ANSWER: Edward Fairfax Rochester
21. While engaged in this practice, people greet each other by saying "Habari gani." Components of this
practice honour "nia" and "inami," meaning purpose and faith. This practice involves giving handmade gifts
called zawadi, and part of this practice is that the oldest person in attendance pours libations (*) from a unity
cup. One ear of corn for every child in the house is used for this practice, which sometimes has a colour scheme
based on the bendara flag and which follows seven principles represented by seven symbols. This practice includes a
feast called a karamu and a candleholder called a kinara which holds red, green, and black candles. For 10 points,
name this practice which began in the 60's and which takes place from Boxing Day to New Year's, a secular
African-American holiday.
ANSWER: (celebrating) Kwanzaa
BONUSES
1. This treaty obliged "Annex I" countries to keep national inventories of their greenhouse gas emissions, and
member countries meet every year at a C.O.P. conference. For 10 points each:
[10] Name this non-specific climate change treaty signed at the 1992 Earth Summit in Rio.
ANSWER: UNFCCC (UN Framework Convention on Climate Change)
[10] This 1997 Treaty extended the Framework Convention into firm emissions targets for signatory countries.
Canada ratified this treaty but then withdrew from it in 2012.
ANSWER: the Kyoto Protocol
[10] Agreements between the U.S. and China on cutting emissions will likely be finalized at a 2015 conference in
this city. The Megacities project installed a carbon monitoring station atop an iron tower in this city.
ANSWER: Paris (France)
2. Detroit Red Wings from this country have included Nicklas Lidstrom and Henrik Zetterberg. For 10 points each:
[10] Name this Nordic country that won the men’s hockey gold in Turin, defeating the Czech Republic in the gold
medal game.
ANSWER: Sweden
[10] This Swede won the 2010 Hart trophy as a center for the Vancouver Canucks. He became Canucks’ captain that
season after Roberto Luongo stepped down, and he plays on a line with his brother Daniel.
ANSWER: Henrik Sedin
[10] The Sedin twins and Hall of Famer Peter Forsberg all matriculated in this Swedish Elite League team. This
team is based in Ornskolsvik and their current captain is ex-NHLer Samuel Pahlsson.
ANSWER: Modo Hockey
3. In this movie, Schmidt gets attacked by an Octopus and Jenko says “something awesome” before throwing a
grenade into a helicopter. For ten points each:
[10] Name this 2014 sequel in which Jonah Hill and Channing Tatum play undercover agents trying to find the
supplier of the “WHY-PHY” drug at the Metrocity College.
ANSWER: 22 Jump Street
[10] A faux-flashback at the beginning of 22 Jump Street shows Schmidt and Jenko clumsily trying to cook this
dish, in tribute to a similar scene in Annie Hall.
ANSWER: lobster(s)
[10] In the closing credits segment, “27 Jump Street: Culinary School,” this actor appears dressed as a chef and gets
stabbed by Jenko. He played the reporter Herb Welch, and he voiced Fear in Inside Out.
ANSWER: Bill Hader
4. Li Hongzhang founded the Jiangnan Arsenal in this city, which eventually produced China's first steamship. For
10 points each:
[10] Name this present-day financial centre in the Yangtze River delta.
ANSWER: Shanghai
[10] The Jiangnan Arsenal was part of this wave of armory and ironworks projects under Empress Cixi.

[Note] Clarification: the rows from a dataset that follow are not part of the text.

//! Falling glyph streams.

use rand::rngs::StdRng;
use rand::seq::IndexedRandom;
use rand::Rng;

use crate::core::{Effect, EffectError, EffectMetadata, Simulation, SimulationEffect, Surface};
use crate::types::{palette, CellStyle, CharSet, Density, Rgb, Speed};

const ID: &str = "matrix-rain";

/// Chance per nominal frame that a stream's head glyph changes.
const HEAD_FLICKER: f64 = 0.1;

#[derive(Debug, Clone, Copy, PartialEq)]
pub struct Config {
    pub charset: CharSet,
    pub speed: Speed,
    pub density: Density,
    pub fps: u32,
    /// Upper bound of the random extra trail length.
    pub trail_length: usize,
}

impl Default for Config {
    fn default() -> Self {
        Self {
            charset: CharSet::Mixed,
            speed: Speed::Medium,
            density: Density::Medium,
            fps: 30,
            trail_length: 15,
        }
    }
}

impl Config {
    /// Stream count for a surface `width` columns wide.
    pub fn drop_count(&self, width: u16) -> usize {
        let width = width as usize;
        match self.density {
            Density::Sparse => width / 4,
            Density::Medium => width / 2,
            Density::Dense => width,
        }
    }

    /// Fall speed range in cells per frame.
    pub fn speed_range(&self) -> (f64, f64) {
        match self.speed {
            Speed::Slow => (0.2, 0.4),
            Speed::Medium => (0.4, 0.7),
            Speed::Fast => (0.7, 1.2),
        }
    }
}

/// One falling stream. `chars[0]` is the head.
#[derive(Debug, Clone, PartialEq)]
pub struct Stream {
    pub x: i32,
    pub y: f64,
    /// Cells per frame.
    pub speed: f64,
    pub chars: Vec<char>,
}

pub struct MatrixRain {
    config: Config,
    glyphs: Vec<char>,
    width: u16,
    height: u16,
    streams: Vec<Stream>,
    rng: StdRng,
}

impl MatrixRain {
    pub fn new(width: u16, height: u16, config: Config, rng: StdRng) -> Self {
        let mut rain = Self {
            glyphs: config.charset.glyphs(),
            config,
            width,
            height,
            streams: Vec::new(),
            rng,
        };
        rain.populate();
        rain
    }

    pub fn streams(&self) -> &[Stream] {
        &self.streams
    }

    fn glyph(&mut self) -> char {
        *self.glyphs.choose(&mut self.rng).unwrap_or(&'0')
    }

    fn populate(&mut self) {
        let count = self.config.drop_count(self.width);
        self.streams = (0..count)
            .map(|_| {
                let mut s = self.fresh_stream();
                s.y = self.rng.random_range(0..self.height.max(1)) as f64;
                s
            })
            .collect();
    }

    fn fresh_stream(&mut self) -> Stream {
        let len = self.rng.random_range(0..self.config.trail_length.max(1)) + 5;
        let (lo, hi) = self.config.speed_range();
        Stream {
            x: self.rng.random_range(0..self.width.max(1)) as i32,
            y: 0.0,
            speed: self.rng.random_range(lo..hi),
            chars: (0..len).map(|_| self.glyph()).collect(),
        }
    }
}

fn trail_color(index: usize, len: usize) -> Rgb {
    let ratio = index as f64 / len as f64;
    if ratio < 0.1 {
        palette::WHITE
    } else if ratio < 0.3 {
        palette::LIGHT_GREEN
    } else if ratio < 0.7 {
        palette::GREEN
    } else {
        palette::DARK_GREEN
    }
}

impl Simulation for MatrixRain {
    fn update(&mut self, dt: f64) {
        let frames = dt * self.config.fps as f64;
        let height = self.height as f64;
        let flicker = crate::scaled_chance(HEAD_FLICKER, frames);
        for i in 0..self.streams.len() {
            self.streams[i].y += self.streams[i].speed * frames;

            if self.rng.random::<f64>() < flicker {
                let g = self.glyph();
                if let Some(head) = self.streams[i].chars.first_mut() {
                    *head = g;
                }
            }

            if self.streams[i].y > height + self.streams[i].chars.len() as f64 {
                self.streams[i] = self.fresh_stream();
            }
        }
    }

    fn render(&self, surface: &mut dyn Surface) {
        for stream in &self.streams {
            let head = stream.y as i32;
            let len = stream.chars.len();
            for (i, &ch) in stream.chars.iter().enumerate() {
                let mut style = CellStyle::fg(trail_color(i, len));
                if i == 0 {
                    style = style.bold();
                }
                surface.set_cell(stream.x, head - i as i32, ch, style);
            }
        }
    }

    fn resize(&mut self, width: u16, height: u16) {
        let width_changed = width != self.width;
        self.width = width;
        self.height = height;
        if width_changed {
            self.populate();
        }
    }
}

pub fn metadata() -> EffectMetadata {
    EffectMetadata::new(ID, "黑客帝国数字雨", "Matrix Rain")
        .description(
            "经典的黑客帝国风格数字雨效果,字符从上往下流动",
            "Classic Matrix-style digital rain with characters falling from top to bottom",
        )
        .long_description("随机列上的字符流自上而下坠落，头部高亮并不断变换，尾迹逐渐变暗；速度、密度和字符集均可配置。")
        .tags(&["经典", "字符", "动画", "黑客"])
}

pub fn effect_with(config: Config) -> SimulationEffect<MatrixRain> {
    SimulationEffect::new(metadata(), config.fps, move |w, h| {
        if w == 0 || h == 0 {
            return Err(EffectError::surface_too_small(w, h, 1, 1));
        }
        Ok(MatrixRain::new(w, h, config, crate::os_rng()))
    })
}

pub fn effect() -> Box<dyn Effect> {
    Box::new(effect_with(Config::default()))
}

#[cfg(test)]
mod tests {
    use super::*;
    use crate::core::FrameBuffer;
    use rand::SeedableRng;

    fn rain(config: Config) -> MatrixRain {
        MatrixRain::new(80, 24, config, StdRng::seed_from_u64(8))
    }

    #[test]
    fn density_sets_stream_count() {
        for (density, count) in [
            (Density::Sparse, 20),
            (Density::Medium, 40),
            (Density::Dense, 80),
        ] {
            let r = rain(Config {
                density,
                ..Config::default()
            });
            assert_eq!(r.streams().len(), count);
        }
    }

    #[test]
    fn streams_use_configured_glyphs_and_speeds() {
        let config = Config {
            charset: CharSet::Digits,
            speed: Speed::Fast,
            ..Config::default()
        };
        let r = rain(config);
        for s in r.streams() {
            assert!(s.chars.iter().all(char::is_ascii_digit));
            assert!((0.7..1.2).contains(&s.speed));
            assert!((5..20).contains(&s.chars.len()));
        }
    }

    #[test]
    fn streams_fall_and_recycle() {
        let mut r = rain(Config::default());
        let before: Vec<f64> = r.streams().iter().map(|s| s.y).collect();
        r.update(1.0 / 30.0);
        for (s, y0) in r.streams().iter().zip(&before) {
            assert!(s.y > *y0 || s.y == 0.0);
        }
        for _ in 0..2000 {
            r.update(1.0 / 30.0);
        }
        assert!(r.streams().iter().all(|s| s.y <= 24.0 + s.chars.len() as f64));
    }

    #[test]
    fn heads_hold_still_over_a_zero_length_tick() {
        let mut r = rain(Config::default());
        let before = r.streams().to_vec();
        for _ in 0..100 {
            r.update(0.0);
        }
        assert_eq!(r.streams(), &before[..]);
    }

    #[test]
    fn resize_repopulates_on_width_change() {
        let mut r = rain(Config::default());
        r.resize(40, 24);
        assert_eq!(r.streams().len(), 20);
        assert!(r.streams().iter().all(|s| s.x < 40));
    }

    #[test]
    fn head_is_white() {
        let mut r = rain(Config::default());
        r.update(0.1);
        let mut fb = FrameBuffer::new(80, 24);
        r.render(&mut fb);
        assert!(fb.cells().iter().any(|c| c.style.fg == palette::WHITE && c.style.bold));
    }
}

ANSWER: Self-Strengthening movement [or "Yang Wu Yun Dong" or "Zi Qiang Yun Dong"]
[10] Shanghai was one of five "treaty ports" opened following China's loss to the U.K. in this war.
ANSWER: First Opium War [prompt on partial]
5. Everybody has watched at least one property selling/buying show while they were home sick with a cold and
strung out on Nyquil. Name some of these shows. For ten points each:
[10] Jonathan and Drew Scott help families buy fixer-uppers on this show, where Drew focuses on the real estate
and Jonathan on the renovations of the houses.
ANSWER: Property Brothers
[10] Property Brothers airs on this network along with shows like Holmes on Homes, Love it or List it and Disaster
DIY.
ANSWER: Home and Garden Television (Accept HGTV)
[10] This HGTV spinoff show depicts rich people saying they want to “simplify” their lives by leaving the country.
It is almost certainly fake and staged.
ANSWER: House Hunters International (don’t prompt on House Hunters)
6. The hero in this novel buys lilies-of-the-valley for his fiancee but buys roses for her cousin. For 10 points each:
[10] Name this book about a man who questions his place in New York high society. It ends with a trip to Paris,
where the hero decides to not go up and visit the woman he loves.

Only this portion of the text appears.